Entrée en vigueur et périmètre
À compter du 1er septembre 2026, toutes les entreprises françaises devront pouvoir recevoir des factures électroniques. Parallèlement, les grandes entreprises et les ETI devront commencer à émettre ces factures. Pour les acteurs de l'immobilier cela signifie une distinction essentielle : posséder un logement ne suffit pas pour être concerné — c'est le régime fiscal de l'activité qui fait la différence.
Qui est concerné parmi les bailleurs ?
La réforme cible d'abord les activités soumis(es) à la TVA. Ainsi :
- Les locations d'habitation (location nue, meublé classique, SCI à l’IR) restent, sauf exception, hors du dispositif : les loyers d’habitation sont en principe exonérés de TVA.
- En revanche, les locations à finalité professionnelle ou celles ayant opté pour la TVA (locaux commerciaux, certains bureaux, activités para-hôtelières) devront émettre et transmettre leurs factures au format électronique, via un logiciel compatible et les canaux définis par la réforme.
Concrètement, deux bailleurs propriétaires de biens voisins peuvent se retrouver soumis à des obligations différentes : tout dépend du régime fiscal appliqué, pas du type de bien.

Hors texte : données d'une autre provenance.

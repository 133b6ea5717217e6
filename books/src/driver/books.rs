// III-IV
// Copyright 2023 Julio Merino
//
// Licensed under the Apache License, Version 2.0 (the "License"); you may not
// use this file except in compliance with the License.  You may obtain a copy
// of the License at:
//
//     http://www.apache.org/licenses/LICENSE-2.0
//
// Unless required by applicable law or agreed to in writing, software
// distributed under the License is distributed on an "AS IS" BASIS, WITHOUT
// WARRANTIES OR CONDITIONS OF ANY KIND, either express or implied.  See the
// License for the specific language governing permissions and limitations
// under the License.

//! Operations on the collection of books.

use crate::db;
use crate::driver::Driver;
use crate::model::*;
use books_core::driver::DriverResult;

impl Driver {
    /// Stores a new book with the given `details` and returns it with its assigned identifier.
    pub(crate) async fn create_book(self, details: BookDetails) -> DriverResult<Book> {
        let book = db::put_book(&mut self.db.ex().await?, &details).await?;
        Ok(book)
    }

    /// Gets all existing books sorted by identifier.
    pub(crate) async fn get_books(self) -> DriverResult<Vec<Book>> {
        let books = db::get_books(&mut self.db.ex().await?).await?;
        Ok(books)
    }
}

#[cfg(test)]
mod tests {
    use super::*;
    use crate::driver::testutils::*;

    #[tokio::test]
    async fn test_create_book_assigns_new_ids() {
        let context = TestContext::setup().await;

        let details = BookDetails::new("Dune".into(), "Herbert".into(), "Ace".into());
        let book1 = context.driver().create_book(details.clone()).await.unwrap();
        let book2 = context.driver().create_book(details.clone()).await.unwrap();
        assert_ne!(book1.id(), book2.id());
        assert_eq!(&details, book1.details());
        assert_eq!(&details, book2.details());

        assert_eq!(book1, db::get_book(&mut context.ex().await, *book1.id()).await.unwrap());
        assert_eq!(book2, db::get_book(&mut context.ex().await, *book2.id()).await.unwrap());
    }

    #[tokio::test]
    async fn test_get_books_none() {
        let context = TestContext::setup().await;

        let books = context.driver().get_books().await.unwrap();
        assert!(books.is_empty());
    }

    #[tokio::test]
    async fn test_get_books_some() {
        let context = TestContext::setup().await;

        let mut exp_books = vec![];
        for name in ["c", "a", "b"] {
            let details = BookDetails::new(BookName::new(name).unwrap(), "x".into(), "y".into());
            exp_books.push(db::put_book(&mut context.ex().await, &details).await.unwrap());
        }

        let books = context.driver().get_books().await.unwrap();
        assert_eq!(exp_books, books);
    }
}
// III-IV
// Copyright 2023 Julio Merino
//
// Licensed under the Apache License, Version 2.0 (the "License"); you may not
// use this file except in compliance with the License.  You may obtain a copy
// of the License at:
//
//     http://www.apache.org/licenses/LICENSE-2.0
//
// Unless required by applicable law or agreed to in writing, software
// distributed under the License is distributed on an "AS IS" BASIS, WITHOUT
// WARRANTIES OR CONDITIONS OF ANY KIND, either express or implied.  See the
// License for the specific language governing permissions and limitations
// under the License.

//! Database abstraction in terms of the operations needed by the server.

use crate::model::*;
use books_core::db::sqlite::{self, map_sqlx_error};
use books_core::db::{DbError, DbResult, Executor};
use futures::TryStreamExt;
use sqlx::sqlite::SqliteRow;
use sqlx::Row;


/// Initializes the database schema.  This is idempotent so it is safe to call on every startup.
pub async fn init_schema(ex: &mut Executor) -> DbResult<()> {
    match ex {
        Executor::Sqlite(ex) => sqlite::run_schema(ex, include_str!("sqlite.sql")).await,
    }
}

/// Builds a `Book` from a SQLite `row` that contains all of the book columns.
fn sqlite_row_to_book(row: SqliteRow) -> DbResult<Book> {
    let id: i64 = row.try_get("id").map_err(map_sqlx_error)?;
    let book_name: String = row.try_get("book_name").map_err(map_sqlx_error)?;
    let author: String = row.try_get("author").map_err(map_sqlx_error)?;
    let publisher: String = row.try_get("publisher").map_err(map_sqlx_error)?;

    let details =
        BookDetails::new(BookName::new(book_name)?, Author::new(author)?, Publisher::new(publisher)?);
    Ok(Book::new(BookId::new(id), details))
}

/// Stores a new book with the given `details` and returns it with its newly-assigned identifier.
pub(crate) async fn put_book(ex: &mut Executor, details: &BookDetails) -> DbResult<Book> {
    let id = match ex {
        Executor::Sqlite(ex) => {
            let query_str = "INSERT INTO books (book_name, author, publisher) VALUES (?, ?, ?)";
            let done = sqlx::query(query_str)
                .bind(details.book_name().as_str())
                .bind(details.author().as_str())
                .bind(details.publisher().as_str())
                .execute(ex.conn())
                .await
                .map_err(map_sqlx_error)?;
            if done.rows_affected() != 1 {
                return Err(DbError::BackendError(format!(
                    "Insert created {} rows",
                    done.rows_affected()
                )));
            }
            done.last_insert_rowid()
        }
    };
    Ok(Book::new(BookId::new(id), details.clone()))
}

/// Gets all existing books sorted by their identifier.
pub(crate) async fn get_books(ex: &mut Executor) -> DbResult<Vec<Book>> {
    let mut books = vec![];
    match ex {
        Executor::Sqlite(ex) => {
            let query_str = "SELECT id, book_name, author, publisher FROM books ORDER BY id";
            let mut rows = sqlx::query(query_str).fetch(ex.conn());
            while let Some(row) = rows.try_next().await.map_err(map_sqlx_error)? {
                books.push(sqlite_row_to_book(row)?);
            }
        }
    }
    Ok(books)
}

/// Gets the book identified by `id`.
pub(crate) async fn get_book(ex: &mut Executor, id: BookId) -> DbResult<Book> {
    match ex {
        Executor::Sqlite(ex) => {
            let query_str = "SELECT id, book_name, author, publisher FROM books WHERE id = ?";
            let row = sqlx::query(query_str)
                .bind(id.as_i64())
                .fetch_one(ex.conn())
                .await
                .map_err(map_sqlx_error)?;
            sqlite_row_to_book(row)
        }
    }
}

/// Overwrites all fields of the existing book identified by `id` with `details`.
pub(crate) async fn update_book(
    ex: &mut Executor,
    id: BookId,
    details: &BookDetails,
) -> DbResult<Book> {
    let rows_affected = match ex {
        Executor::Sqlite(ex) => {
            let query_str = "
                UPDATE books
                SET book_name = ?, author = ?, publisher = ?
                WHERE id = ?
            ";
            sqlx::query(query_str)
                .bind(details.book_name().as_str())
                .bind(details.author().as_str())
                .bind(details.publisher().as_str())
                .bind(id.as_i64())
                .execute(ex.conn())
                .await
                .map_err(map_sqlx_error)?
                .rows_affected()
        }
    };
    match rows_affected {
        0 => Err(DbError::NotFound),
        1 => Ok(Book::new(id, details.clone())),
        n => Err(DbError::BackendError(format!("Update of {:?} affected {} rows", id, n))),
    }
}

/// Deletes the book identified by `id`.
pub(crate) async fn delete_book(ex: &mut Executor, id: BookId) -> DbResult<()> {
    let rows_affected = match ex {
        Executor::Sqlite(ex) => {
            let query_str = "DELETE FROM books WHERE id = ?";
            sqlx::query(query_str)
                .bind(id.as_i64())
                .execute(ex.conn())
                .await
                .map_err(map_sqlx_error)?
                .rows_affected()
        }
    };
    match rows_affected {
        0 => Err(DbError::NotFound),
        1 => Ok(()),
        n => Err(DbError::BackendError(format!("Deletion of {:?} affected {} rows", id, n))),
    }
}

Ce que devront anticiper les bailleurs concernés
Les propriétaires qui louent sous TVA devront :
- disposer d’un logiciel de facturation compatible ;
- pouvoir émettre et/ou recevoir des factures électroniques selon leur taille et leur clientèle ;
- adapter leurs processus comptables pour la transmission via les plateformes prévues par la réforme.
Impacts pratiques et exemples concrets
Pour un bailleur professionnel facturant un loyer commercial mensuel, la transition impose un ajustement de flux administratif : ce n’est plus une simple quittance remise sur demande, mais une facture structurée transmise électroniquement au preneur. Le passage à un format électronique peut représenter un coût ponctuel (mise à jour du logiciel, paramétrage) mais aussi un délai d’adaptation opérationnel : il faut compter des semaines pour tester les envois et fiabiliser les processus, surtout si le parc comporte des contrats variés (locaux commerciaux, bureaux, logements).
Dates clés
| Date | Obligation |
|---|---|
| 1er septembre 2026 | Capacité minimale pour recevoir des factures électroniques pour toutes les entreprises ; émissions progressives selon la taille (grandes entreprises et ETI en priorité). |
Pour les propriétaires de logements : que faire ?
Si vous louez un appartement nu ou un meublé classique à titre d’habitation et que vos loyers sont exonérés de TVA, vous n'avez en général rien à changer : la remise d’une quittance ou d’une facture papier sur demande reste possible. En revanche, si votre activité bascule dans le champ de la TVA (par exemple exploitation para-hôtelière, option pour la TVA sur un local commercial), il faudra prévoir la mise en conformité technique et comptable.
En résumé, la réforme ne bouleverse pas immédiatement la vie de la majorité des bailleurs particuliers, mais elle impose aux acteurs immobiliers opérant sous TVA de préparer leurs outils et leurs process avant la date d’entrée en vigueur, afin d’éviter des interruptions de trésorerie ou des retards de facturation.